→ REQUIREMENT: From the entries below, copy every line that has the word "UsbPlatformInfo".

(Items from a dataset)
-- Opening Marker --
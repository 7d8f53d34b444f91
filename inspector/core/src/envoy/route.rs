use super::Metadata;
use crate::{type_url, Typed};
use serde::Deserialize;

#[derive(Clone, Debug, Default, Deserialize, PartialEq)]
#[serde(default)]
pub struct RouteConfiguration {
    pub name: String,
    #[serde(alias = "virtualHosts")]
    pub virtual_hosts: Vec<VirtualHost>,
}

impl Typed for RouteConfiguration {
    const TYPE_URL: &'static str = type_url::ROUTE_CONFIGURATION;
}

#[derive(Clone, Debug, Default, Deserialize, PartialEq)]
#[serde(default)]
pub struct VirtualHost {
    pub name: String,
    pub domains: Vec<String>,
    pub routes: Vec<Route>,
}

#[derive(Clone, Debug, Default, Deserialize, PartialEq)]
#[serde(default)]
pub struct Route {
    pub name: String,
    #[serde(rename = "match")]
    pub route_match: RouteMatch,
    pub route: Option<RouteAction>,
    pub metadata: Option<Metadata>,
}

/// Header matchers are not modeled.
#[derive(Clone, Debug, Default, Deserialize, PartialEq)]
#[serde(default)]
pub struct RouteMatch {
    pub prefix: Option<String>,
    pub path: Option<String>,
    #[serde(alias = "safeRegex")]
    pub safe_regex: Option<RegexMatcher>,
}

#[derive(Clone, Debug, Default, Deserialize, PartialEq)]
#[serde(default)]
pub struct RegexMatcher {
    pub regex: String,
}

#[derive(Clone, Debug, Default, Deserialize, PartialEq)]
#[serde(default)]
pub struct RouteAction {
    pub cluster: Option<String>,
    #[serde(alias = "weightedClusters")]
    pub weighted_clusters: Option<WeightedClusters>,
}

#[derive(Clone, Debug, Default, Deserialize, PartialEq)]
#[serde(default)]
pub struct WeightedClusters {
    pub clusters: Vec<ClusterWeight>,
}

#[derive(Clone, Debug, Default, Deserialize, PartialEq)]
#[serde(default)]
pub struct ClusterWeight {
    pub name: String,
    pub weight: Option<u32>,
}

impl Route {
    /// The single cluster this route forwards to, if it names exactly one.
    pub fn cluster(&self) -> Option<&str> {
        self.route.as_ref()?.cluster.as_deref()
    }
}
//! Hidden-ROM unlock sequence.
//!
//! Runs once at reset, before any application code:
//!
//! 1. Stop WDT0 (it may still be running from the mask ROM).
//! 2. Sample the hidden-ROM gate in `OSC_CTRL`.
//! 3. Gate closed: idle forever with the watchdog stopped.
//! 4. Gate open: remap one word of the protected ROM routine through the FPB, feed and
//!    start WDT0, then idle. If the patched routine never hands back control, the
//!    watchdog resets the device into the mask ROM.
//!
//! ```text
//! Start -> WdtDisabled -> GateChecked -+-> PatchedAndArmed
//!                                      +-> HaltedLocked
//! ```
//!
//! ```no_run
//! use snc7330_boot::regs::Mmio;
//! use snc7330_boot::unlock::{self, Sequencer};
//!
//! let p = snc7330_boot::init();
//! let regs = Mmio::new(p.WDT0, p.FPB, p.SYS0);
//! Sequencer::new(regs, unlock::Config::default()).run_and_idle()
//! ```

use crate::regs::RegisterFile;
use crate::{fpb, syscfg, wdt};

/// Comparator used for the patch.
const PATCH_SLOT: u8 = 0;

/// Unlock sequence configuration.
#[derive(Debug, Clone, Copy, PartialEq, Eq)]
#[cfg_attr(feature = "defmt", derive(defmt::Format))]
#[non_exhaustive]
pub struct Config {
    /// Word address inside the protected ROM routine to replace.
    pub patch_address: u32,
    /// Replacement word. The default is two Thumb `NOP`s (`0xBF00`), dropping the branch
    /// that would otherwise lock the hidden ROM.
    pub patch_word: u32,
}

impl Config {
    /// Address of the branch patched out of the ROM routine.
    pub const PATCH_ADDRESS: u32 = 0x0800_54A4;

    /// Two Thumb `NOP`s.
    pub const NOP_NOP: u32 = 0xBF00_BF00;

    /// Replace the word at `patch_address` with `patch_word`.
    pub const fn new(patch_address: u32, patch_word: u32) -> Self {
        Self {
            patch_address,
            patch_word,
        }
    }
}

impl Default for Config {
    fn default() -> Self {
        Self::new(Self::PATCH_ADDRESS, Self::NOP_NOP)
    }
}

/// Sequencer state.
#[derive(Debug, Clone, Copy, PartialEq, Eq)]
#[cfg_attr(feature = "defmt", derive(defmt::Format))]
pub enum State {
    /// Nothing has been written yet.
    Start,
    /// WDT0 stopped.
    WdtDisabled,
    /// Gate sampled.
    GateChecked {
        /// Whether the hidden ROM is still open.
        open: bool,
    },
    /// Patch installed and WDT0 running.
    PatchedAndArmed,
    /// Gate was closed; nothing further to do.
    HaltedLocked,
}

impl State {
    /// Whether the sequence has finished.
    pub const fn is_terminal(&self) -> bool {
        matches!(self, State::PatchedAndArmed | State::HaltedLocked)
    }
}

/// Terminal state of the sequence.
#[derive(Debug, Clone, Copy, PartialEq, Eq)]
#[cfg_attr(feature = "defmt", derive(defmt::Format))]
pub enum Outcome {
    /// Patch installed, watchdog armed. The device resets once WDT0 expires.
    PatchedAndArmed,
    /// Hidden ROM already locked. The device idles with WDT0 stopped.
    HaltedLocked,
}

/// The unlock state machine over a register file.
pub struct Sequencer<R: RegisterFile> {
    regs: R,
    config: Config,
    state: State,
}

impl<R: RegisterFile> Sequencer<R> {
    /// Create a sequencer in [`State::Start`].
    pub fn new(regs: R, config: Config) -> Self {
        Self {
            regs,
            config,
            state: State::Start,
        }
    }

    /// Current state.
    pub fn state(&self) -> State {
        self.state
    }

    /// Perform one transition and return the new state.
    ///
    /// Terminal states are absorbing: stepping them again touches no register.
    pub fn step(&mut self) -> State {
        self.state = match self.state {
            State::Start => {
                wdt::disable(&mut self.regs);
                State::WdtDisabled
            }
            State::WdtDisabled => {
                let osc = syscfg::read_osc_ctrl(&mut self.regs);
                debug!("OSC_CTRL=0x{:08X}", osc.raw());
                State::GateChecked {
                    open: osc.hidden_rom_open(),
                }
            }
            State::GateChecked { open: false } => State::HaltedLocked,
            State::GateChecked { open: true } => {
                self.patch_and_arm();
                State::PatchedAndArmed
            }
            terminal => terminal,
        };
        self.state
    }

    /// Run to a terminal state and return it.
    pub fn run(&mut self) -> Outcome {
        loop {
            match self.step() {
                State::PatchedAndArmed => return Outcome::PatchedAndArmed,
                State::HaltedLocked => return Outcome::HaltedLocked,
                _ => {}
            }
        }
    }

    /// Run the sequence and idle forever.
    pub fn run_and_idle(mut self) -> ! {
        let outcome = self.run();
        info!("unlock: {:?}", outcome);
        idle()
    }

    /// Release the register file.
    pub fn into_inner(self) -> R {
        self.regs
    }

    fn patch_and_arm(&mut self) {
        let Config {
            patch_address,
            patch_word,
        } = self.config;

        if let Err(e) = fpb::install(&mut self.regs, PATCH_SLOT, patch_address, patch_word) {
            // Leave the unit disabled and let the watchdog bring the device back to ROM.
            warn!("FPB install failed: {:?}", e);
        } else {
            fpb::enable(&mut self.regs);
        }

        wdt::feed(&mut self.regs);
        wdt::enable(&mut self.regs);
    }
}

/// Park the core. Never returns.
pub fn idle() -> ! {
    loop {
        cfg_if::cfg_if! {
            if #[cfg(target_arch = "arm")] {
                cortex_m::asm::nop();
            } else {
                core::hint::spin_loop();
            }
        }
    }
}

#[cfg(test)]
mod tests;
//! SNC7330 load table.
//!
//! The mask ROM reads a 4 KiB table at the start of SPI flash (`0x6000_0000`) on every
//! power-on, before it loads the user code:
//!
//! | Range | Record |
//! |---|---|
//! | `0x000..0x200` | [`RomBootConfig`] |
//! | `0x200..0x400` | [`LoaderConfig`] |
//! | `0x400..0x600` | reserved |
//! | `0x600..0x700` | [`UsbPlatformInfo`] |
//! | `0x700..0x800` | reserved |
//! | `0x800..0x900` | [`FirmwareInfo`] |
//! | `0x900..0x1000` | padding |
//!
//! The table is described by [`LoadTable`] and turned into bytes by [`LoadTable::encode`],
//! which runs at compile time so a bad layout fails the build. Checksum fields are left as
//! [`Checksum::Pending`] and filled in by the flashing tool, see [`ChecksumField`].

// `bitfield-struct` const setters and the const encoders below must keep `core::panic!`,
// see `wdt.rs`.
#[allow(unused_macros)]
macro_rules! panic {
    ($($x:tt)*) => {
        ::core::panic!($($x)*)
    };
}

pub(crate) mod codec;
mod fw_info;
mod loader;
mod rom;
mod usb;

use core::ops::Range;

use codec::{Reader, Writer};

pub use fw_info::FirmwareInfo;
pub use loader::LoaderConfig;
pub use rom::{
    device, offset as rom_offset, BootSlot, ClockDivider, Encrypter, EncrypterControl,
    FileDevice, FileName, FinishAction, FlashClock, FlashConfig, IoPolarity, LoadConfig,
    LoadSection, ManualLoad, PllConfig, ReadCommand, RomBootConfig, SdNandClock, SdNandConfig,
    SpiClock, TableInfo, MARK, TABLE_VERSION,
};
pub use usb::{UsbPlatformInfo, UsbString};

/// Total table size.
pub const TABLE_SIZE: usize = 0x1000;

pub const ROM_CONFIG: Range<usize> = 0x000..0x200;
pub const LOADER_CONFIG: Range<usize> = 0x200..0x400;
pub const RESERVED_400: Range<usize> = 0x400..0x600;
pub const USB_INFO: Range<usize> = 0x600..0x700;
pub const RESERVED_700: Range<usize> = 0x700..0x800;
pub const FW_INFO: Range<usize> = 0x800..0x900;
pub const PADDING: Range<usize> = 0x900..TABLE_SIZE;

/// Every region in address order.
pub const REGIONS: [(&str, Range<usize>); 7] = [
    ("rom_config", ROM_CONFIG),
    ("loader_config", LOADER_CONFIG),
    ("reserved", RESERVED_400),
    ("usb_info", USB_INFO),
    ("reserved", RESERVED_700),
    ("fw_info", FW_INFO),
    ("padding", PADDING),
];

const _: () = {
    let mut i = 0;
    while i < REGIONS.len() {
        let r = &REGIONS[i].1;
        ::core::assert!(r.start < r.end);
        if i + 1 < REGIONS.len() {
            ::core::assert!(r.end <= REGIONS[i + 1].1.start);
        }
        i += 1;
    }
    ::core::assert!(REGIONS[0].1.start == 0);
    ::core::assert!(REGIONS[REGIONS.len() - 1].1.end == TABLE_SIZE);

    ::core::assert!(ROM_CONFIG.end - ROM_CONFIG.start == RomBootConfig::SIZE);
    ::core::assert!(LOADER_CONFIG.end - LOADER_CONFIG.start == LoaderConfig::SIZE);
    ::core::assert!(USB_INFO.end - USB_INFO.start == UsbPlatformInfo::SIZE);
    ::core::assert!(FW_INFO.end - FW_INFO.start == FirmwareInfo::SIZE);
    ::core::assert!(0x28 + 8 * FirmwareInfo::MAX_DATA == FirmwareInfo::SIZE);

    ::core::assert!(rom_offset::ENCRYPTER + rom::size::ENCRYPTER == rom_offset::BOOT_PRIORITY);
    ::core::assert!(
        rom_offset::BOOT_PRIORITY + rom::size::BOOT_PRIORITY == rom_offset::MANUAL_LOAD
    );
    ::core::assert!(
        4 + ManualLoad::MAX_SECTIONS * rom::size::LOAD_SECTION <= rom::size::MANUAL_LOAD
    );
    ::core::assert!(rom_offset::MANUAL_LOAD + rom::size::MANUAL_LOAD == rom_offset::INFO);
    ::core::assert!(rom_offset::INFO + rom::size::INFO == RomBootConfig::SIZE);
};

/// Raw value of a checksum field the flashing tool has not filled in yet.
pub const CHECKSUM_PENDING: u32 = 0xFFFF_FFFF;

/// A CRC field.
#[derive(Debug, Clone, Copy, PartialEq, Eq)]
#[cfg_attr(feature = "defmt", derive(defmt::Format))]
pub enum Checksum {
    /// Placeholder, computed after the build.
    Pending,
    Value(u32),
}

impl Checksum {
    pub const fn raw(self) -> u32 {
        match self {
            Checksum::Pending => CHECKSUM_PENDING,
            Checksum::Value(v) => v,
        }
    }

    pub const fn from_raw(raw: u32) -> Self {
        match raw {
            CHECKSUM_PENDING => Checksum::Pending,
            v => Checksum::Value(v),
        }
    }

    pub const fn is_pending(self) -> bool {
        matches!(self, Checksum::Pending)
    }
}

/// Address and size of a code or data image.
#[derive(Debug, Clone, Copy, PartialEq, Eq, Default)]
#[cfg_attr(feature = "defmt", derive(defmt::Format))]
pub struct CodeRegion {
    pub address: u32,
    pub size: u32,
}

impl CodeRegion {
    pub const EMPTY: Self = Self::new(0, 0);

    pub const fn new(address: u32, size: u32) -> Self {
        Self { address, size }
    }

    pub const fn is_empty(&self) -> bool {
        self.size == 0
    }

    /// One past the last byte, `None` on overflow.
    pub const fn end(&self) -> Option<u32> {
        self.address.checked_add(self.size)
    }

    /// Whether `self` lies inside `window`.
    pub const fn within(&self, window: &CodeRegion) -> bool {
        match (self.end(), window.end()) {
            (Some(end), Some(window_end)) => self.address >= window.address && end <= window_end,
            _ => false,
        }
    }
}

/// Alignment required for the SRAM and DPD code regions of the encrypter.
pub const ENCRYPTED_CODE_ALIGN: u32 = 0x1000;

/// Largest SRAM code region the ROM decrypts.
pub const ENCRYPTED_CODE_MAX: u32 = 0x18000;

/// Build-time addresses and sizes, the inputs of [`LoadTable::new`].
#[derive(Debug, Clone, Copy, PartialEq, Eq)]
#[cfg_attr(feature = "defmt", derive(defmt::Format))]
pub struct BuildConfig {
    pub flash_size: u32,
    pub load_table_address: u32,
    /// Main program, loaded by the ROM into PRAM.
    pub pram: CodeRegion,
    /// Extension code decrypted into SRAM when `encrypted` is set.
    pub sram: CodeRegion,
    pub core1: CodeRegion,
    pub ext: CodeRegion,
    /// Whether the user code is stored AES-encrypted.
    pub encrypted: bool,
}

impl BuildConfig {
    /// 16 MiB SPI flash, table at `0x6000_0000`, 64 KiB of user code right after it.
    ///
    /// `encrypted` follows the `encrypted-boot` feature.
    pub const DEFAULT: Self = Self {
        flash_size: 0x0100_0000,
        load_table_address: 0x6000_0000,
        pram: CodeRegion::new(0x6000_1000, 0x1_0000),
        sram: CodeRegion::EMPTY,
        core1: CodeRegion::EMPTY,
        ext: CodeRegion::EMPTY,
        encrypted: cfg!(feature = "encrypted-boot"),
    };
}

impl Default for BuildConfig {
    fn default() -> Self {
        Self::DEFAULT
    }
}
-- Closing Marker --
→ ANSWER FOR THIS EXERCISE:
//! | `0x600..0x700` | [`UsbPlatformInfo`] |
pub use usb::{UsbPlatformInfo, UsbString};
    ::core::assert!(USB_INFO.end - USB_INFO.start == UsbPlatformInfo::SIZE);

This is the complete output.